The 7% interest strategy appears no different from a fintech offering a new high-yield savings account that pays an above-average yield of over 4% APY in order to incentivize consumers to open new accounts. It is a marketing tool. Robinhood’s new DeFi lending product is already integrated into its mainstream brokerage experience, so the 7% is the additional incentive for users to convert cash to USDG, begin using Robinhood Chain, and eventually use tokenized assets and on-chain services.
Should banks offer 7% yield?
It is important for firms to recognize that yield has become a feature, not the product. If stablecoins become everyday money, what role does the deposit account play? If consumers can earn yield without a traditional bank account, how should banks compete? And what happens when customers don’t even realize they’re using decentralized finance?
The answer isn’t necessarily to match Robinhood’s 7% yield, which is good, because banks already know that offering a 7% yield is off the table. Instead, banks should focus on the advantages DeFi can’t easily replicate:
Trust FDIC insurance, consumer protections, fraud resolution, and regulatory oversight still matter—especially during periods of market volatility.
Financial relationshipsConsumers don’t just need a place to store money. They need mortgages, auto loans, credit cards, financial advice, and payment services. Banks have an opportunity to integrate yield-generating products into a broader relationship.

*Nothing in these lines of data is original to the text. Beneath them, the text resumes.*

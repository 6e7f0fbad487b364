use chrono::{DateTime, Utc};
use schemars::JsonSchema;
use serde::{Deserialize, Serialize};

use crate::models::UserRead;

/// Credential form accepted by both login endpoints. Field names follow the
/// OAuth2 password grant: the account email travels as `username`.
#[derive(Debug, FromForm, JsonSchema)]
pub struct CredentialsForm {
    pub username: String,
    pub password: String,
}

#[derive(Debug, Clone, Serialize, Deserialize, JsonSchema)]
pub struct TokenResponse {
    pub access_token: String,
    pub token_type: String,
}

#[derive(Debug, Clone, Serialize, Deserialize, JsonSchema)]
pub struct SessionResponse {
    pub session_expires_at: DateTime<Utc>,
}

/// Session introspection payload. `user` is present exactly when
/// `authenticated` is true.
#[derive(Debug, Clone, Serialize, Deserialize, JsonSchema)]
pub struct SessionStatus {
    pub authenticated: bool,
    #[serde(skip_serializing_if = "Option::is_none")]
    pub user: Option<UserRead>,
}
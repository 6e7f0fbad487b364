use chrono::{DateTime, Duration, Utc};
use jsonwebtoken::{
    Algorithm, DecodingKey, EncodingKey, Header, Validation, decode, encode, errors::ErrorKind,
};

use crate::auth::{AuthConfig, AuthError, AuthResult};

/// Claims carried by an access token: the owning account's email as the
/// subject, and an absolute expiry.
#[derive(Debug, Clone, serde::Serialize, serde::Deserialize)]
pub struct AccessTokenClaims {
    pub sub: String,
    pub exp: i64,
}

#[derive(Debug, Clone)]
pub struct SignedAccessToken {
    pub token: String,
    pub expires_at: DateTime<Utc>,
}

/// Stateless token minting and verification. Tokens are HS256-signed over
/// the configured symmetric secret and are never persisted.
pub struct JwtService {
    encoding_key: EncodingKey,
    decoding_key: DecodingKey,
    validation: Validation,
    access_token_ttl: Duration,
}

impl JwtService {
    pub fn from_config(config: &AuthConfig) -> Self {
        let secret_bytes = config.jwt_secret.as_bytes();

        // A token is valid strictly while now < exp; no clock leeway.
        let mut validation = Validation::new(Algorithm::HS256);
        validation.leeway = 0;

        Self {
            encoding_key: EncodingKey::from_secret(secret_bytes),
            decoding_key: DecodingKey::from_secret(secret_bytes),
            validation,
            access_token_ttl: Duration::minutes(config.access_token_ttl_mins),
        }
    }

    /// Mint a signed token whose subject is the account's email.
    pub fn issue_access_token(&self, email: &str) -> AuthResult<SignedAccessToken> {
        let expires_at = Utc::now() + self.access_token_ttl;
        let claims = AccessTokenClaims {
            sub: email.to_string(),
            exp: expires_at.timestamp(),
        };
        let token = encode(&Header::new(Algorithm::HS256), &claims, &self.encoding_key)?;

        Ok(SignedAccessToken { token, expires_at })
    }

    /// Decode and validate a token, returning its claims.
    ///
    /// Every structural or cryptographic failure collapses to
    /// [`AuthError::TokenInvalid`] except expiry, which is reported
    /// separately; the caller decides whether either is a hard 401 or a
    /// soft absence.
    pub fn decode_access_token(&self, token: &str) -> AuthResult<AccessTokenClaims> {
        match decode::<AccessTokenClaims>(token, &self.decoding_key, &self.validation) {
            Ok(data) => Ok(data.claims),
            Err(err) => match err.kind() {
                ErrorKind::ExpiredSignature => Err(AuthError::TokenExpired),
                _ => Err(AuthError::TokenInvalid),
            },
        }
    }
}

#[cfg(test)]
mod tests {
    use super::*;
    use crate::auth::{AuthConfig, HashingConfig};

    fn make_test_config(ttl_mins: i64) -> AuthConfig {
        AuthConfig {
            jwt_secret: "super-secret-test-key".into(),
            access_token_ttl_mins: ttl_mins,
            session_cookie_name: "carqr_session".into(),
            cookie_domain: None,
            cookie_secure: false,
            hashing: HashingConfig::default(),
        }
    }

    #[test]
    fn issues_and_decodes_access_tokens() {
        let service = JwtService::from_config(&make_test_config(30));

        let signed = service
            .issue_access_token("owner@example.com")
            .expect("issue token");
        let claims = service
            .decode_access_token(&signed.token)
            .expect("decode token");

        assert_eq!(claims.sub, "owner@example.com");
        assert_eq!(claims.exp, signed.expires_at.timestamp());
        assert!(claims.exp > Utc::now().timestamp());
    }

    #[test]
    fn expired_token_is_rejected() {
        let service = JwtService::from_config(&make_test_config(-5));

        let signed = service
            .issue_access_token("owner@example.com")
            .expect("issue token");

        match service.decode_access_token(&signed.token) {
            Err(AuthError::TokenExpired) => {}
            other => panic!("expected TokenExpired, got {other:?}"),
        }
    }

    #[test]
    fn foreign_signature_is_rejected() {
        let issuer = JwtService::from_config(&make_test_config(30));
        let mut other_config = make_test_config(30);
        other_config.jwt_secret = "a-different-secret".into();
        let verifier = JwtService::from_config(&other_config);

        let signed = issuer
            .issue_access_token("owner@example.com")
            .expect("issue token");

        match verifier.decode_access_token(&signed.token) {
            Err(AuthError::TokenInvalid) => {}
            other => panic!("expected TokenInvalid, got {other:?}"),
        }
    }

    #[test]
    fn structural_garbage_is_rejected() {
        let service = JwtService::from_config(&make_test_config(30));
        match service.decode_access_token("definitely.not.a-jwt") {
            Err(AuthError::TokenInvalid) => {}
            other => panic!("expected TokenInvalid, got {other:?}"),
        }
    }
}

SimplicityRobinhood’s announcement demonstrates that consumers don’t want to navigate wallets, bridges, or smart contracts. Banks that can abstract blockchain complexity while maintaining a familiar customer experience will be well positioned.
Hybrid models Rather than viewing DeFi as competition, banks may eventually incorporate tokenized deposits, stablecoins, or on-chain lending into their own offerings, allowing customers to benefit from blockchain infrastructure without leaving the regulated banking system.
In the new era of finance, the winners will be those that make DeFi invisible. Just as most consumers don’t think about ACH, RTP, or card networks when they use a credit card, in the future they may not care whether their yield comes from a bank balance sheet or an on-chain lending protocol. Instead, they’ll choose the institution that offers the best combination of return, trust, and convenience.